WHAT TO DO:
Scan the records that follow, and whenever a line has the word "default", copy it.

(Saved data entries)
******
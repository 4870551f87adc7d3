//! Color values handed to the GPU (clear color).

pub mod color;

pub use color::Color;
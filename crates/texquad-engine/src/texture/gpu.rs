use super::RawRgbImage;

/// Texture format for images shown on a surface of `surface_format`.
///
/// wgpu has no 3-channel 8-bit format, so pixels are expanded to RGBA. The
/// texture matches the surface's sRGB-ness so the raw bytes reach the screen
/// unchanged in both cases.
pub fn texture_format_for(surface_format: wgpu::TextureFormat) -> wgpu::TextureFormat {
    if surface_format.is_srgb() {
        wgpu::TextureFormat::Rgba8UnormSrgb
    } else {
        wgpu::TextureFormat::Rgba8Unorm
    }
}

/// A 2D texture plus the sampler it is read through.
pub struct QuadTexture {
    texture: wgpu::Texture,
    view: wgpu::TextureView,
    sampler: wgpu::Sampler,
}

impl QuadTexture {
    /// Uploads `image` verbatim as a single-level texture of `format`
    /// (see [`texture_format_for`]).
    ///
    /// Filtering is linear for both minification and magnification, addressing
    /// repeats. No mipmaps are generated. An empty image uploads as one black
    /// pixel since wgpu rejects zero-sized textures.
    pub fn upload(
        device: &wgpu::Device,
        queue: &wgpu::Queue,
        image: &RawRgbImage,
        format: wgpu::TextureFormat,
    ) -> Self {
        let fallback;
        let image = if image.is_empty() {
            log::warn!(
                "image has zero size ({}x{}); uploading a 1x1 black texture",
                image.width(),
                image.height()
            );
            fallback = RawRgbImage::blank(1, 1);
            &fallback
        } else {
            image
        };

        let size = wgpu::Extent3d {
            width: image.width(),
            height: image.height(),
            depth_or_array_layers: 1,
        };

        let texture = device.create_texture(&wgpu::TextureDescriptor {
            label: Some("texquad image"),
            size,
            mip_level_count: 1,
            sample_count: 1,
            dimension: wgpu::TextureDimension::D2,
            format,
            usage: wgpu::TextureUsages::TEXTURE_BINDING | wgpu::TextureUsages::COPY_DST,
            view_formats: &[],
        });

        queue.write_texture(
            wgpu::TexelCopyTextureInfo {
                texture: &texture,
                mip_level: 0,
                origin: wgpu::Origin3d::ZERO,
                aspect: wgpu::TextureAspect::All,
            },
            &image.to_rgba8(),
            wgpu::TexelCopyBufferLayout {
                offset: 0,
                bytes_per_row: Some(4 * image.width()),
                rows_per_image: Some(image.height()),
            },
            size,
        );

        let view = texture.create_view(&wgpu::TextureViewDescriptor::default());

        let sampler = device.create_sampler(&wgpu::SamplerDescriptor {
            label: Some("texquad image sampler"),
            address_mode_u: wgpu::AddressMode::Repeat,
            address_mode_v: wgpu::AddressMode::Repeat,
            address_mode_w: wgpu::AddressMode::Repeat,
            mag_filter: wgpu::FilterMode::Linear,
            min_filter: wgpu::FilterMode::Linear,
            mipmap_filter: wgpu::MipmapFilterMode::Nearest,
            ..Default::default()
        });

        log::debug!("uploaded {}x{} {format:?} texture", image.width(), image.height());

        Self {
            texture,
            view,
            sampler,
        }
    }

    pub fn size(&self) -> wgpu::Extent3d {
        self.texture.size()
    }

    pub fn format(&self) -> wgpu::TextureFormat {
        self.texture.format()
    }

    pub fn view(&self) -> &wgpu::TextureView {
        &self.view
    }

    pub fn sampler(&self) -> &wgpu::Sampler {
        &self.sampler
    }
}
******
FINISHED TASK:
        let view = texture.create_view(&wgpu::TextureViewDescriptor::default());
            ..Default::default()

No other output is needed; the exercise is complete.